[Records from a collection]
- - - - -

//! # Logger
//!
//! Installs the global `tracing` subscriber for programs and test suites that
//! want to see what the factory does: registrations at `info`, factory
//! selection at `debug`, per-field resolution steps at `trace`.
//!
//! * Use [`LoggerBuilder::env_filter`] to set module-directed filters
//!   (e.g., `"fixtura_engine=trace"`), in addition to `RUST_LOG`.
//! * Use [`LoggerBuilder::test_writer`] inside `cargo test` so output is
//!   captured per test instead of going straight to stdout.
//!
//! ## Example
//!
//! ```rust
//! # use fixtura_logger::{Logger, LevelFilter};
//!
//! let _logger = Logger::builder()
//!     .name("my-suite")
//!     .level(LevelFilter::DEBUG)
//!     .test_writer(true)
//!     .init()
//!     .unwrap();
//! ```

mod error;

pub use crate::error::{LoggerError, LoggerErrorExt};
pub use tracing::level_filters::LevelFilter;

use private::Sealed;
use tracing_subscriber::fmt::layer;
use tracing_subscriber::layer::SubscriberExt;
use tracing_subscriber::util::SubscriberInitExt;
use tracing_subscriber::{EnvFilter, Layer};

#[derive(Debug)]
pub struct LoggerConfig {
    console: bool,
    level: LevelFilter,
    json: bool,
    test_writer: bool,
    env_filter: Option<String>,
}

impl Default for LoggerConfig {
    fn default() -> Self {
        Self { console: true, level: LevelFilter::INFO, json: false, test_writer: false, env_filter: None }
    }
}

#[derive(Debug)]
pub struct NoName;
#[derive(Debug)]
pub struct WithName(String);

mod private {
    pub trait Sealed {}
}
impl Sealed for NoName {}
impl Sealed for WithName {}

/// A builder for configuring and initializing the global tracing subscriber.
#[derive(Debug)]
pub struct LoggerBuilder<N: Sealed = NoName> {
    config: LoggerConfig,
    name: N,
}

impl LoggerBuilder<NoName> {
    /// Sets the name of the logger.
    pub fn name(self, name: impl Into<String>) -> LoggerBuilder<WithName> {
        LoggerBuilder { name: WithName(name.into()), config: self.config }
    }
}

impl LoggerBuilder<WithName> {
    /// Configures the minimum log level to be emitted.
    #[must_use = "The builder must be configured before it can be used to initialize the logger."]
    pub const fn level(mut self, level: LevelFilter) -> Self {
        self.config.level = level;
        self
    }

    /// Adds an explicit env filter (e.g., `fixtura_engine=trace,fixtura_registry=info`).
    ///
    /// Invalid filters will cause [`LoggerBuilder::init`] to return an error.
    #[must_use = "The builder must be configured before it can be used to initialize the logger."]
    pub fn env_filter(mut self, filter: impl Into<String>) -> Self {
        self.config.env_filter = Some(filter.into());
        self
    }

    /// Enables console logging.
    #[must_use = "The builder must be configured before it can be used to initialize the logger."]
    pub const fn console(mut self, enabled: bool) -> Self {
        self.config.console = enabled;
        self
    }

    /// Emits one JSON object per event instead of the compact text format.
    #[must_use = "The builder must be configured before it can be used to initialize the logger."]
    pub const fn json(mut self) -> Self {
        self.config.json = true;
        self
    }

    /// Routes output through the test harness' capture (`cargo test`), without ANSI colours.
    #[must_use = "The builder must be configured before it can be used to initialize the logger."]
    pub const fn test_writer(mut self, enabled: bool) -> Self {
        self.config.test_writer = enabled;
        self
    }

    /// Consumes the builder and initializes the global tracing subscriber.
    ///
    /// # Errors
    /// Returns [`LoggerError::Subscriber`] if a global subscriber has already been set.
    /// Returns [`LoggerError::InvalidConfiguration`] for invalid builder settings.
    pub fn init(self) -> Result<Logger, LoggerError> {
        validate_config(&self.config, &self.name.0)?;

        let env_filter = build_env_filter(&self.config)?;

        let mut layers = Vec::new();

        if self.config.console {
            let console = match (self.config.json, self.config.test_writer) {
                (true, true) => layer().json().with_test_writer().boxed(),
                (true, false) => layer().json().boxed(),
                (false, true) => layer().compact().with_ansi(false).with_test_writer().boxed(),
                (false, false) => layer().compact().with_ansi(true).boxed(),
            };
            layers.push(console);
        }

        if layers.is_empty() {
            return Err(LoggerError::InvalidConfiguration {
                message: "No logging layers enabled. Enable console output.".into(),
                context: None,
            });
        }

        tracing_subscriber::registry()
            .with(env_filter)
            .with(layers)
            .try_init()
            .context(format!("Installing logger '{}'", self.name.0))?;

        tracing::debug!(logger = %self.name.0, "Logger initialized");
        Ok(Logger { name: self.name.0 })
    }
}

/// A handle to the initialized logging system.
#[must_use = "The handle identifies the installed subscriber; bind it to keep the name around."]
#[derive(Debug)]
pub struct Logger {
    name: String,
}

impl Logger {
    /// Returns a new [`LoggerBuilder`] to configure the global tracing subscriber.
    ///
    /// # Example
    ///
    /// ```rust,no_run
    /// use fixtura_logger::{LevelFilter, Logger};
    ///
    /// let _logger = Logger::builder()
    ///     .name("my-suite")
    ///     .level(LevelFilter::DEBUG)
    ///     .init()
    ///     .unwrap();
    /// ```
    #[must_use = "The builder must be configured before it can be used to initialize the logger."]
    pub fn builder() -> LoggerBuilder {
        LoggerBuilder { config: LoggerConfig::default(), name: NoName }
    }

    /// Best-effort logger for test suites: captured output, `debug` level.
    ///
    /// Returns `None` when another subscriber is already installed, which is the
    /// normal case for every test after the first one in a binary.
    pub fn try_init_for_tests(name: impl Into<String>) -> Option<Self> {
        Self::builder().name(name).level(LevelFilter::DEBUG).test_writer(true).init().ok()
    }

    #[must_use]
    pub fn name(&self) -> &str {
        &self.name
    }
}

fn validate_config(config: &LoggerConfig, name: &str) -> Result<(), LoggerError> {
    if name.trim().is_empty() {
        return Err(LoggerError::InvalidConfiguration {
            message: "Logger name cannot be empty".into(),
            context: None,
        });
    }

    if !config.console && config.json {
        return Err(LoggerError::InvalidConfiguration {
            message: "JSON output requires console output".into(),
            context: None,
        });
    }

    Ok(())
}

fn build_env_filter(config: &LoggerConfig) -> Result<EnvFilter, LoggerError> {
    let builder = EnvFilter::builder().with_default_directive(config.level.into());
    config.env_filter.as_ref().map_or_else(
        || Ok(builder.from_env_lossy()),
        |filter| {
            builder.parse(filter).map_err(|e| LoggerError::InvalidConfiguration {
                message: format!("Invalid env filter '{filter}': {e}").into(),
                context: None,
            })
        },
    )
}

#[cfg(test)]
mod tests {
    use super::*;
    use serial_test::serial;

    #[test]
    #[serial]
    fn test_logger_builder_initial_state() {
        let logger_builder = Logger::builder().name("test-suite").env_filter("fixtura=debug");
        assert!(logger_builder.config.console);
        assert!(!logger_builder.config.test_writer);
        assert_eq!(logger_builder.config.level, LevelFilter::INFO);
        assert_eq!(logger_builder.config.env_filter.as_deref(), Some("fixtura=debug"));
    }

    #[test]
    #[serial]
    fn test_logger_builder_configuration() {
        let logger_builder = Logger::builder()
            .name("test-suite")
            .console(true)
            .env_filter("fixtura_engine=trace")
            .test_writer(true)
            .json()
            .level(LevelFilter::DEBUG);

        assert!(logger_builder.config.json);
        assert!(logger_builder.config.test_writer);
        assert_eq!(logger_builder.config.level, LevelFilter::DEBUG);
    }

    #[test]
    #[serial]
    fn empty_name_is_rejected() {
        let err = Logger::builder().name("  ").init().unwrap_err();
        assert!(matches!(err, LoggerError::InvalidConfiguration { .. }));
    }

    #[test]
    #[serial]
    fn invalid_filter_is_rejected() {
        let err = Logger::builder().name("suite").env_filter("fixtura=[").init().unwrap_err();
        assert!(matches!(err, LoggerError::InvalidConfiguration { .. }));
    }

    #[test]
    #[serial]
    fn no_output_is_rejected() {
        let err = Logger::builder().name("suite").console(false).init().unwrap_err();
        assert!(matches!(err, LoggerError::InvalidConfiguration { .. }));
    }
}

- - - - -

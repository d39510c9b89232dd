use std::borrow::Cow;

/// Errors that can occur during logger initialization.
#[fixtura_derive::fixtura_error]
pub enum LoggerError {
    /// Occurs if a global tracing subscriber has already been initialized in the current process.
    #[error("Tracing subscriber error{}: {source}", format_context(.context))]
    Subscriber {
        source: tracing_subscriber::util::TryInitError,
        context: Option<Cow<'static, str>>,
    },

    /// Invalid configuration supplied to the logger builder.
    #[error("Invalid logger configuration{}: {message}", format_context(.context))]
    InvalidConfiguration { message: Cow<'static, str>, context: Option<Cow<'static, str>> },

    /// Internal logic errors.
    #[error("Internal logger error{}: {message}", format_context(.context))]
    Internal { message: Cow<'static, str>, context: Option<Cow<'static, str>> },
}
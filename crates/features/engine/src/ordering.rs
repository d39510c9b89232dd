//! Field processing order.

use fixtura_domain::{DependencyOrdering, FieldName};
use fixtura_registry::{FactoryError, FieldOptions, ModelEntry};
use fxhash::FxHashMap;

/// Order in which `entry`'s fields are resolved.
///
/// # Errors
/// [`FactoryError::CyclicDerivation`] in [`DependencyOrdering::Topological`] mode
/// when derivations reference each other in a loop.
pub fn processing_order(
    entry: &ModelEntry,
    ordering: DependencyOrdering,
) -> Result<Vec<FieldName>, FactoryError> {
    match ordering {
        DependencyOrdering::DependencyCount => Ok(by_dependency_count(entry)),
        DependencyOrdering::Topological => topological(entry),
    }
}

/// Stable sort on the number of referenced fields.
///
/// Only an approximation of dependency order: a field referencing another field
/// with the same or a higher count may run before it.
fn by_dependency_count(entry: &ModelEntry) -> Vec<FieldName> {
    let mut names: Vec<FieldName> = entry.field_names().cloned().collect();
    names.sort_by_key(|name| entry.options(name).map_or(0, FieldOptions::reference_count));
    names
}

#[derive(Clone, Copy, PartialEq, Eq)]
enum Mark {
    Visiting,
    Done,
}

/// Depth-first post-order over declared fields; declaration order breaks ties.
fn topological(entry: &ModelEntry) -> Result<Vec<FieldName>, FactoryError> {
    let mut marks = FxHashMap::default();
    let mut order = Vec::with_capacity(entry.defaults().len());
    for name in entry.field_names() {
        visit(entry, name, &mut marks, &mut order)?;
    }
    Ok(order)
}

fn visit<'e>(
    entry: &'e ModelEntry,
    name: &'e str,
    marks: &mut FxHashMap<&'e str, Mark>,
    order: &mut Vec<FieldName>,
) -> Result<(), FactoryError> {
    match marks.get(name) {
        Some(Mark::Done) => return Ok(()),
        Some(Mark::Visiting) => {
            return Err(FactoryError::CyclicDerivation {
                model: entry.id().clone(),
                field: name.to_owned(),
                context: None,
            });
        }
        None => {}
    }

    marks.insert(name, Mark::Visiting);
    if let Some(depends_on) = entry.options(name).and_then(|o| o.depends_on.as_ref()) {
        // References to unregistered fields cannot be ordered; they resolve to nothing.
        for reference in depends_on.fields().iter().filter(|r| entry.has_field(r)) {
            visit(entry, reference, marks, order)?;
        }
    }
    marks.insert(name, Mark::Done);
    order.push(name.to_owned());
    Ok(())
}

- - - - -

[Problem statement]
Every line above from the line with "use tracing_subscriber::util::SubscriberInitExt;" to the line with "impl Sealed for WithName", both included, must be reproduced exactly, and no other line may appear.

[The completed task]
use tracing_subscriber::util::SubscriberInitExt;
use tracing_subscriber::{EnvFilter, Layer};

#[derive(Debug)]
pub struct LoggerConfig {
    console: bool,
    level: LevelFilter,
    json: bool,
    test_writer: bool,
    env_filter: Option<String>,
}

impl Default for LoggerConfig {
    fn default() -> Self {
        Self { console: true, level: LevelFilter::INFO, json: false, test_writer: false, env_filter: None }
    }
}

#[derive(Debug)]
pub struct NoName;
#[derive(Debug)]
pub struct WithName(String);

mod private {
    pub trait Sealed {}
}
impl Sealed for NoName {}
impl Sealed for WithName {}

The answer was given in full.